O Começo de uma Missão Histórica
A televisão americana estava em um momento crucial, transmitindo ao vivo a tomada da embaixada dos Estados Unidos em Teerã, quando Marion Stokes fez uma escolha que mudaria o rumo de sua vida e da história da informação. Na manhã do dia 4 de novembro de 1979, em meio à crise dos reféns no Irã, ela decidiu colocar uma fita no videocassete e pressionar o botão de “gravar”. Esse gesto aparentemente simples marcou o início de uma jornada obsessiva para preservar informações que, ela temia, poderiam ser distorcidas ou esquecidas com o tempo.
Com formação em Biblioteconomia e uma forte veia ativista, Marion se tornou uma crítica feroz do poder midiático. Durante 33 anos, até sua morte em 2012, ela dedicou sua vida a gravar tudo o que era transmitido na televisão dos EUA, operando até oito gravadores ao mesmo tempo. Seu acervo cresceu de forma impressionante, reunindo noticiários, comerciais e eventos que foram transmitidos por canais como CNN, MSNBC, Fox News, CNBC e C-SPAN. No final de sua empreitada, Marion acumulou mais de 300 mil horas de gravações, totalizando 71.716 fitas de vídeo, capturadas ao longo de 12.094 dias consecutivos.
A Vida de Uma Vigilante da Informação
Conforme destacado pelo portal Infobae, Marion Stokes nasceu em 1929, na Filadélfia, e sua vida foi marcada por um intenso engajamento político e um olhar sempre atento sobre o que chamava de ‘informação oficial’. Desde cedo, tornou-se uma figura ativa no movimento pelos direitos civis, esteve envolvida na organização da Marcha sobre Washington de 1963 e fundou a Organização Nacional para as Mulheres (NOW). Sua ligação com círculos socialistas durante o auge do macarthismo a levou a ser monitorada pelo FBI, experiência que fortaleceu sua convicção de que era crucial preservar os registros da informação em seu estado bruto.
Marion acreditava que o telejornalismo tinha um impacto profundo na formação da opinião pública, mas, ao mesmo tempo, se tornava efêmero. Diferente dos livros, que permaneciam em bibliotecas, as imagens ao vivo eram frequentemente descartadas. “Precisamos registrar isso; ninguém mais vai preservar”, dizia ao filho, Michael Stokes, segundo relatos documentados no filme Recorder: The Marion Stokes Project.

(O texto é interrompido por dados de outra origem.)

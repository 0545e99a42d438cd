//! Inspect the pagination engine against a live database.

use std::sync::Arc;

use rust_decimal::Decimal;

use ordergraph_api::db::PgStore;
use ordergraph_api::services::{OrderResolver, OrderService, orders_page_with_shipping};
use ordergraph_core::{CustomerId, PageRequest};

use super::{CommandError, connect};

pub struct PageArgs {
    pub customer: i32,
    pub first: i32,
    pub after: Option<String>,
    pub min_price: Option<Decimal>,
    pub sort: Option<String>,
}

impl PageArgs {
    fn request(self) -> PageRequest {
        PageRequest {
            customer_id: CustomerId::new(self.customer),
            first: self.first,
            after: self.after,
            min_price: self.min_price,
            sort_order: self.sort,
        }
    }
}

/// Fetch one page, with shipping attached, and print it as JSON.
///
/// # Errors
///
/// Returns an error for invalid page arguments or database failures.
pub async fn run(args: PageArgs) -> Result<(), CommandError> {
    let pool = connect().await?;
    let service = OrderResolver::new(Arc::new(PgStore::new(pool.clone())));
    let loader = service.shipping_loader();

    let page = orders_page_with_shipping(&service, &loader, &args.request()).await?;

    #[allow(clippy::print_stdout)]
    {
        println!("{}", serde_json::to_string_pretty(&page)?);
    }

    pool.close().await;
    Ok(())
}
//! Load demo data into an existing schema.
//!
//! Inserts a small catalogue, two customers' orders, shipping rows for some
//! of them and a few recommendations. Running it twice inserts the orders
//! again; products are keyed by id and skipped when present.

use rust_decimal::Decimal;
use sqlx::PgPool;
use tracing::info;

use ordergraph_api::db::OrderRepository;
use ordergraph_core::{CustomerId, NewOrder, OrderId, ProductId};

use super::{CommandError, connect};

/// `(id, name, price in cents)`
const PRODUCTS: &[(i32, &str, i64)] = &[
    (10, "Pineapple Slicer", 1999),
    (11, "Fruit Bowl", 3550),
    (12, "Cold Press Juicer", 8900),
    (13, "Citrus Zester", 1000),
];

/// `(status, carrier, tracking number)`
type DemoShipping = (&'static str, Option<&'static str>, Option<&'static str>);

/// `(customer, product, quantity, total in cents, shipping)`
type DemoOrder = (i32, i32, i32, i64, Option<DemoShipping>);

const ORDERS: &[DemoOrder] = &[
    (
        1,
        10,
        1,
        2500,
        Some(("Shipped", Some("UPS"), Some("1Z999AA10123456784"))),
    ),
    (1, 11, 2, 1000, None),
    (1, 12, 1, 9999, Some(("Delivered", Some("FedEx"), Some("FX123456")))),
    (1, 10, 3, 7500, Some(("Pending", None, None))),
    (1, 13, 1, 1000, None),
    (2, 10, 1, 500, None),
];

/// `(customer, product)`
const RECOMMENDATIONS: &[(i32, i32)] = &[(1, 11), (1, 12), (2, 13)];

/// Seed the database with demo rows.
///
/// # Errors
///
/// Returns an error if the database URL is missing or any insert fails.
pub async fn run() -> Result<(), CommandError> {
    let pool = connect().await?;

    let products = seed_products(&pool).await?;
    info!(inserted = products, "Products seeded");

    let orders = seed_orders(&pool).await?;
    info!(inserted = orders, "Orders and shipping seeded");

    for &(customer_id, product_id) in RECOMMENDATIONS {
        sqlx::query("INSERT INTO recommendations (customer_id, product_id) VALUES ($1, $2)")
            .bind(CustomerId::new(customer_id))
            .bind(ProductId::new(product_id))
            .execute(&pool)
            .await?;
    }
    info!(inserted = RECOMMENDATIONS.len(), "Recommendations seeded");

    pool.close().await;
    info!("Seeding complete!");
    Ok(())
}

async fn seed_products(pool: &PgPool) -> Result<u64, CommandError> {
    let mut inserted = 0;
    for &(id, name, cents) in PRODUCTS {
        let result = sqlx::query(
            "INSERT INTO products (id, name, price) VALUES ($1, $2, $3) ON CONFLICT (id) DO NOTHING",
        )
        .bind(ProductId::new(id))
        .bind(name)
        .bind(Decimal::new(cents, 2))
        .execute(pool)
        .await?;
        inserted += result.rows_affected();
    }
    Ok(inserted)
}

async fn seed_orders(pool: &PgPool) -> Result<usize, CommandError> {
    let repo = OrderRepository::new(pool);

    for &(customer_id, product_id, quantity, cents, shipping) in ORDERS {
        let order = NewOrder::try_new(
            Some(CustomerId::new(customer_id)),
            Some(ProductId::new(product_id)),
            Some(quantity),
            Some(Decimal::new(cents, 2)),
        )?;
        let order_id = repo.create(&order).await?;

        if let Some((status, carrier, tracking_number)) = shipping {
            insert_shipping(pool, order_id, status, carrier, tracking_number).await?;
        }
    }
    Ok(ORDERS.len())
}

async fn insert_shipping(
    pool: &PgPool,
    order_id: OrderId,
    status: &str,
    carrier: Option<&str>,
    tracking_number: Option<&str>,
) -> Result<(), CommandError> {
    sqlx::query(
        "INSERT INTO shipping (order_id, status, carrier, tracking_number) VALUES ($1, $2, $3, $4)",
    )
    .bind(order_id)
    .bind(status)
    .bind(carrier)
    .bind(tracking_number)
    .execute(pool)
    .await?;
    Ok(())
}
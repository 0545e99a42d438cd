//! Ordergraph API: orders, shipping and recommendations over REST and GraphQL.
//!
//! This crate provides the server as a library so the router can be driven
//! from tests without a network listener.

#![cfg_attr(not(test), forbid(unsafe_code))]

pub mod config;
pub mod db;
pub mod error;
pub mod graphql;
pub mod middleware;
pub mod routes;
pub mod services;
pub mod state;
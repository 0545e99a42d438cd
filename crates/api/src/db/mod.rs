//! Data access for the order store.
//!
//! # Tables
//!
//! - `orders` - `id SERIAL`, `customer_id`, `product_id`, `quantity`,
//!   `total_price NUMERIC(10, 2)`
//! - `shipping` - zero or one row per order: `order_id`, `status`,
//!   `carrier`, `tracking_number`
//! - `products` - `id`, `name`, `price`
//! - `recommendations` - `customer_id` / `product_id` join
//!
//! The schema is managed outside this service. `ordergraph-cli seed` loads
//! demo rows into an existing schema.
//!
//! Every query binds caller values through `$n` parameters. The only
//! fragment ever pushed as raw SQL is the sort keyword from
//! [`SortOrder::as_sql`](ordergraph_core::SortOrder::as_sql).

pub mod orders;
pub mod recommendations;
pub mod shipping;
mod store;

use std::time::Duration;

use async_trait::async_trait;
use ordergraph_core::{
    CustomerId, NewOrder, Order, OrderChanges, OrderId, PagePlan, Product, ShippingDetail,
};
use secrecy::ExposeSecret;
use sqlx::PgPool;
use sqlx::postgres::PgPoolOptions;
use thiserror::Error;

pub use orders::OrderRepository;
pub use recommendations::RecommendationRepository;
pub use shipping::ShippingRepository;
pub use store::PgStore;

/// Errors that can occur during repository operations.
#[derive(Debug, Error)]
pub enum RepositoryError {
    /// Database error from sqlx.
    #[error("database error: {0}")]
    Database(#[from] sqlx::Error),
}

/// Create a `PostgreSQL` connection pool.
///
/// # Arguments
///
/// * `database_url` - `PostgreSQL` connection string (wrapped in `SecretString`)
/// * `max_connections` - Upper bound on pooled connections
///
/// # Errors
///
/// Returns `sqlx::Error` if the connection cannot be established.
pub async fn create_pool(
    database_url: &secrecy::SecretString,
    max_connections: u32,
) -> Result<PgPool, sqlx::Error> {
    PgPoolOptions::new()
        .max_connections(max_connections)
        .min_connections(1)
        .acquire_timeout(Duration::from_secs(10))
        .connect(database_url.expose_secret())
        .await
}

/// The queries the order service runs against its backing store.
///
/// [`PgStore`] is the production implementation. Router tests run the same
/// services against an in-memory store.
#[async_trait]
pub trait OrderStore: Send + Sync {
    /// All orders of one customer, in store order.
    async fn orders_by_customer(
        &self,
        customer_id: CustomerId,
    ) -> Result<Vec<Order>, RepositoryError>;

    async fn order_by_id(&self, id: OrderId) -> Result<Option<Order>, RepositoryError>;

    /// Insert an order and return the identifier the store assigned.
    async fn insert_order(&self, order: &NewOrder) -> Result<OrderId, RepositoryError>;

    /// Apply a partial update. Returns the number of rows touched.
    async fn update_order(
        &self,
        id: OrderId,
        changes: &OrderChanges,
    ) -> Result<u64, RepositoryError>;

    /// Returns the number of rows removed.
    async fn delete_order(&self, id: OrderId) -> Result<u64, RepositoryError>;

    /// Run a page query: at most `plan.fetch_limit()` rows in plan order.
    async fn orders_page(&self, plan: &PagePlan) -> Result<Vec<Order>, RepositoryError>;

    /// Shipping rows for any of the given orders, in any order.
    async fn shipping_for_orders(
        &self,
        order_ids: &[OrderId],
    ) -> Result<Vec<ShippingDetail>, RepositoryError>;

    async fn recommendations(
        &self,
        customer_id: CustomerId,
    ) -> Result<Vec<Product>, RepositoryError>;

    /// Round-trip a trivial query to prove the store is reachable.
    async fn ping(&self) -> Result<(), RepositoryError>;
}
//! Core types for Ordergraph.
//!
//! This module provides type-safe wrappers for the order domain.

pub mod id;
pub mod order;
pub mod page;
pub mod product;
pub mod shipping;

pub use id::*;
pub use order::{NewOrder, Order, OrderChanges, ValidationError, price_from_f64, price_to_f64};
pub use page::{Cursor, Edge, Page, PageInfo, PagePlan, PageRequest, SortOrder};
pub use product::Product;
pub use shipping::ShippingDetail;
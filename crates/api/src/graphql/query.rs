use async_graphql::{Context, Object};

use ordergraph_core::{CustomerId, OrderId, PageRequest, price_from_f64};

use super::types::{OrderConnection, OrderObject, ProductObject, ShippingDetailsObject};
use super::{order_service, service_error};
use crate::services::{ServiceError, ShippingLoader};

pub struct QueryRoot;

#[Object(name = "RootQueryType", rename_args = "snake_case")]
impl QueryRoot {
    /// Every order placed by a customer.
    async fn get_orders_by_customer(
        &self,
        ctx: &Context<'_>,
        customer_id: i32,
    ) -> async_graphql::Result<Vec<OrderObject>> {
        let orders = order_service(ctx)?
            .orders_by_customer(CustomerId::new(customer_id))
            .await
            .map_err(service_error)?;
        Ok(orders.into_iter().map(OrderObject).collect())
    }

    /// A single order, or null.
    async fn get_order_details(
        &self,
        ctx: &Context<'_>,
        order_id: i32,
    ) -> async_graphql::Result<Option<OrderObject>> {
        let order = order_service(ctx)?
            .order(OrderId::new(order_id))
            .await
            .map_err(service_error)?;
        Ok(order.map(OrderObject))
    }

    /// Shipping detail for an order, or null. Batched with every other
    /// shipping lookup in the same request.
    async fn get_shipping_details(
        &self,
        ctx: &Context<'_>,
        order_id: i32,
    ) -> async_graphql::Result<Option<ShippingDetailsObject>> {
        let detail = ctx
            .data::<ShippingLoader>()?
            .load(OrderId::new(order_id))
            .await
            .map_err(|err| service_error(ServiceError::Shipping(err)))?;
        Ok(detail.map(ShippingDetailsObject::from))
    }

    /// Products recommended to a customer.
    async fn get_recommendations(
        &self,
        ctx: &Context<'_>,
        customer_id: i32,
    ) -> async_graphql::Result<Vec<ProductObject>> {
        let products = order_service(ctx)?
            .recommendations(CustomerId::new(customer_id))
            .await
            .map_err(service_error)?;
        Ok(products.into_iter().map(ProductObject::from).collect())
    }

    /// Cursor-paginated orders of a customer.
    ///
    /// `first` defaults to 10. `after` bounds the order id even when sorting
    /// by price. `sortOrder` accepts `ASC` or `DESC`; anything else sorts
    /// ascending.
    async fn orders_paginated(
        &self,
        ctx: &Context<'_>,
        customer_id: i32,
        #[graphql(default = 10)] first: i32,
        after: Option<String>,
        #[graphql(name = "minPrice")] min_price: Option<f64>,
        #[graphql(name = "sortOrder")] sort_order: Option<String>,
    ) -> async_graphql::Result<OrderConnection> {
        let mut request = PageRequest::new(CustomerId::new(customer_id), first);
        request.after = after;
        request.sort_order = sort_order;
        if let Some(min_price) = min_price {
            request.min_price =
                Some(price_from_f64(min_price).map_err(|e| service_error(e.into()))?);
        }

        let page = order_service(ctx)?
            .orders_page(&request)
            .await
            .map_err(service_error)?;
        Ok(page.into())
    }
}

Uma Rotina Dedicada às Gravações
No final de sua vida, Marion passou a viver de forma reclusa, organizando sua rotina em torno de suas gravações. A bibliotecária decidiu comprar nove apartamentos, dedicados ao armazenamento de televisores, fitas e equipamentos de gravação. Muitas vezes, interrompia suas refeições apenas para trocar as fitas VHS, vivendo em um praticamente completo isolamento social. Embora não tivesse um sistema de catalogação estruturado, seu arquivo monumental, embora caótico, conseguiu documentar eventos como a queda do Muro de Berlim, o desastre do ônibus espacial Challenger, os tumultos de Los Angeles em 1992 e os ataques de 11 de setembro, além de capturar momentos relevantes da cultura pop e da publicidade.
Legado e Preservação da Memória
Após seu falecimento, o vasto acervo de Marion Stokes foi doado ao Internet Archive, uma organização sem fins lucrativos que se dedica a digitalizar e preservar informações. Em dezembro de 2024, novos conteúdos foram divulgados a partir dessa coleção, incluindo uma rara entrevista com Donald Trump nos anos 1980, além de documentos pessoais de Marion. Para Michael, o legado de sua mãe reside na compreensão de que a televisão não apenas informava, mas também moldava narrativas. Para ela, registrar tudo o que era transmitido era uma forma radical de ativismo — um alerta pertinente sobre a memória, o poder e a verdade em uma era inundada pela informação.